Work required:
The answer must restate every entry below word for word.

————————

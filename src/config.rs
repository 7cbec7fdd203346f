// Copyright (c) Sienna Satterwhite, CesiumDB Contributors
// SPDX-License-Identifier: GPL-3.0-only WITH Classpath-exception-2.0

use getset::CopyGetters;

use crate::errs::{
    SkipTableError,
    SkipTableError::{
        InvalidMaxLevel,
        InvalidProbability,
    },
};

/// The chance that a new entry is promoted one more level. Expected level
/// count of an entry is `1 / (1 - p)`.
pub const DEFAULT_P: f64 = 0.25;

/// The hard cap on how many levels an entry, and therefore the table, can
/// have.
pub const DEFAULT_MAX_LEVEL: usize = 64;

/// Level constants for a [`crate::SkipTable`].
///
/// A table takes its config by value when it's built, so the constants can't
/// change once there are entries in it.
#[derive(Debug, Clone, Copy, PartialEq, CopyGetters)]
#[getset(get_copy = "pub")]
pub struct Config {
    p: f64,
    max_level: usize,
    seed: Option<u64>,
}

impl Config {
    pub fn new(p: f64, max_level: usize) -> Result<Self, SkipTableError> {
        // written this way so NaN falls through to the error
        if !(p > 0.0 && p < 1.0) {
            return Err(InvalidProbability(p));
        }
        if max_level == 0 {
            return Err(InvalidMaxLevel(max_level));
        }
        Ok(Self {
            p,
            max_level,
            seed: None,
        })
    }

    /// Fix the level generator's seed so level assignment is reproducible.
    pub fn with_seed(mut self, seed: u64) -> Self {
        self.seed = Some(seed);
        self
    }
}

impl Default for Config {
    fn default() -> Self {
        Self {
            p: DEFAULT_P,
            max_level: DEFAULT_MAX_LEVEL,
            seed: None,
        }
    }
}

————————

Exercise answer:
filename src/config.rs
repository 7cbec7fdd203346f
// Copyright (c) Sienna Satterwhite, CesiumDB Contributors
// SPDX-License-Identifier: GPL-3.0-only WITH Classpath-exception-2.0

use getset::CopyGetters;

use crate::errs::{
    SkipTableError,
    SkipTableError::{
        InvalidMaxLevel,
        InvalidProbability,
    },
};

/// The chance that a new entry is promoted one more level. Expected level
/// count of an entry is `1 / (1 - p)`.
pub const DEFAULT_P: f64 = 0.25;

/// The hard cap on how many levels an entry, and therefore the table, can
/// have.
pub const DEFAULT_MAX_LEVEL: usize = 64;

/// Level constants for a [`crate::SkipTable`].
///
/// A table takes its config by value when it's built, so the constants can't
/// change once there are entries in it.
#[derive(Debug, Clone, Copy, PartialEq, CopyGetters)]
#[getset(get_copy = "pub")]
pub struct Config {
    p: f64,
    max_level: usize,
    seed: Option<u64>,
}

impl Config {
    pub fn new(p: f64, max_level: usize) -> Result<Self, SkipTableError> {
        // written this way so NaN falls through to the error
        if !(p > 0.0 && p < 1.0) {
            return Err(InvalidProbability(p));
        }
        if max_level == 0 {
            return Err(InvalidMaxLevel(max_level));
        }
        Ok(Self {
            p,
            max_level,
            seed: None,
        })
    }

    /// Fix the level generator's seed so level assignment is reproducible.
    pub fn with_seed(mut self, seed: u64) -> Self {
        self.seed = Some(seed);
        self
    }
}

impl Default for Config {
    fn default() -> Self {
        Self {
            p: DEFAULT_P,
            max_level: DEFAULT_MAX_LEVEL,
            seed: None,
        }
    }
}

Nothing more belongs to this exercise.